Concern of money laundering operations.
4) Culture and
lifestyle maintenance - Prohibition of drugs, alcohol, pornography, certain
luxuries, etc.
Foreign
Government Objectives
1) Collection of
revenue -- Duties and taxes. Duty rates
can be determined from "World Tariff", Dept. of Commerce has many
overseas tariff schedules, may find on internet (ex."www.wto.org" for
Hong Kong, U.S., Singapore).
2) Protection of
domestic industry -- done via embargoes, quotas, sanctions on dumping.
3) Manage
foreign exchange -- Through import license and permits, or through high duty
rates to discourage flight of currency out of country.
4) Intellectual
Property Rights protection -- Trade names, trademarks, copyrights of
domestically registered goods. Normally
if piratical copy comes in will be seized.
Sources
of destination country information
1) Publications
/ internet (standard / official) -- examples are BNA, Official Export Guide,
Shipping Digest. Note example of hard
copy and internet version from Shipping Digest.
2) Consular
representatives -- these people are the
experts, particularly when legalization or visa processing is required.
3) Foreign
chambers of commerce - Ex. U.S./Arab Chamber of Commerce.
4) Foreign
customs brokers / freight agents.
Drawback of using them is specialization of activity by some.
5) The importer
-- importance of the exporter paying close attention to the needs of his import
client.
Common
Document requirements at destination
1) Pre-import
controls / requirements -- Import license / permit, consular legalization,
independent inspections, etc.
2) Customs entry
/ release -- Customs declaration / entry, other government agency requirements
(such as agricultural goods, pharmaceuticals, military items, etc.)
3) Key
commercial documents ...
a. Commercial invoice (duty rate and assessment based, HTS description,
"certified true and correct" / other statements, U.S. destination
control statement, breakout of costs and charges).

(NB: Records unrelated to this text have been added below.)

//! Game state and presentation selectors
//!
//! Everything persisted between sessions lives in `GameState`. The JSON field
//! names are part of the save format and must not change.

use std::collections::BTreeMap;

use serde::{Deserialize, Serialize};

use super::config::EconomyConfig;
use super::math::income_per_hour;

/// Which screen the presentation layer shows
#[derive(Debug, Clone, Copy, PartialEq, Eq, Hash, Serialize, Deserialize, Default)]
#[serde(rename_all = "lowercase")]
pub enum View {
    #[default]
    Tapper,
    Upgrades,
    Stats,
}

impl View {
    pub fn as_str(&self) -> &'static str {
        match self {
            View::Tapper => "tapper",
            View::Upgrades => "upgrades",
            View::Stats => "stats",
        }
    }

    pub fn from_id(id: &str) -> Option<Self> {
        match id {
            "tapper" => Some(View::Tapper),
            "upgrades" => Some(View::Upgrades),
            "stats" => Some(View::Stats),
            _ => None,
        }
    }
}

/// Latest wallet connection report (display only)
#[derive(Debug, Clone, PartialEq, Eq, Serialize, Deserialize, Default)]
pub struct WalletStatus {
    pub connected: bool,
    pub address: Option<String>,
}

impl WalletStatus {
    pub fn connected(address: impl Into<String>) -> Self {
        Self {
            connected: true,
            address: Some(address.into()),
        }
    }

    /// Short `abcd...wxyz` form of the address, or `fallback` when disconnected
    pub fn display_address(&self, fallback: &str) -> String {
        match (&self.connected, &self.address) {
            (true, Some(addr)) => {
                let chars: Vec<char> = addr.chars().collect();
                if chars.len() <= 8 {
                    addr.clone()
                } else {
                    let head: String = chars[..4].iter().collect();
                    let tail: String = chars[chars.len() - 4..].iter().collect();
                    format!("{head}...{tail}")
                }
            }
            _ => fallback.to_string(),
        }
    }
}

/// Complete persisted game state
#[derive(Debug, Clone, PartialEq, Serialize, Deserialize)]
#[serde(rename_all = "camelCase")]
pub struct GameState {
    /// Spendable balance
    pub currency: f64,
    /// Credited per tap
    pub currency_per_tap: f64,
    /// Passive income, derived from `upgrades`
    pub currency_per_hour: f64,
    /// Lifetime tap count
    pub total_taps: u64,
    /// Lifetime currency from taps, passive income and offline earnings
    pub total_currency_generated: f64,
    /// Creation time (ms since epoch)
    pub start_date: f64,
    /// Time of the last save (ms since epoch); absent in legacy saves
    pub last_saved: Option<f64>,
    /// Upgrade levels by id; absent ids are level 0
    pub upgrades: BTreeMap<String, u32>,
    pub active_view: View,
    pub wallet: WalletStatus,
}

impl GameState {
    /// Create a brand new state at `now_ms`
    pub fn new(now_ms: f64, currency_per_tap: f64) -> Self {
        Self {
            currency: 0.0,
            currency_per_tap,
            currency_per_hour: 0.0,
            total_taps: 0,
            total_currency_generated: 0.0,
            start_date: now_ms,
            last_saved: Some(now_ms),
            upgrades: BTreeMap::new(),
            active_view: View::default(),
            wallet: WalletStatus::default(),
        }
    }

    /// Fresh state for a theme
    pub fn fresh(config: &EconomyConfig, now_ms: f64) -> Self {
        Self::new(now_ms, config.tap_value)
    }

    /// Current level of an upgrade (0 if never bought)
    pub fn level(&self, id: &str) -> u32 {
        self.upgrades.get(id).copied().unwrap_or(0)
    }

    /// Rebuild `currency_per_hour` from upgrade levels
    pub fn recompute_income(&mut self, config: &EconomyConfig) {
        self.currency_per_hour = income_per_hour(&self.upgrades, config);
    }

    /// Credit currency that counts toward the lifetime total
    pub fn credit(&mut self, amount: f64) {
        self.currency += amount;
        self.total_currency_generated += amount;
    }
}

b. Packing list (best to be separate from commercial invoice).
c. Transport documents (B/L, AWB, truck bill)
4) Product-based
documents -- Certificate for dangerous goods, phytosanitary certificate, health
certificate, fumigation certificate.
5) Country
specific --
a. Customs invoice (admissibility to properly assess duties and
taxes)
b. Consular invoice (Customs document that requires legalization)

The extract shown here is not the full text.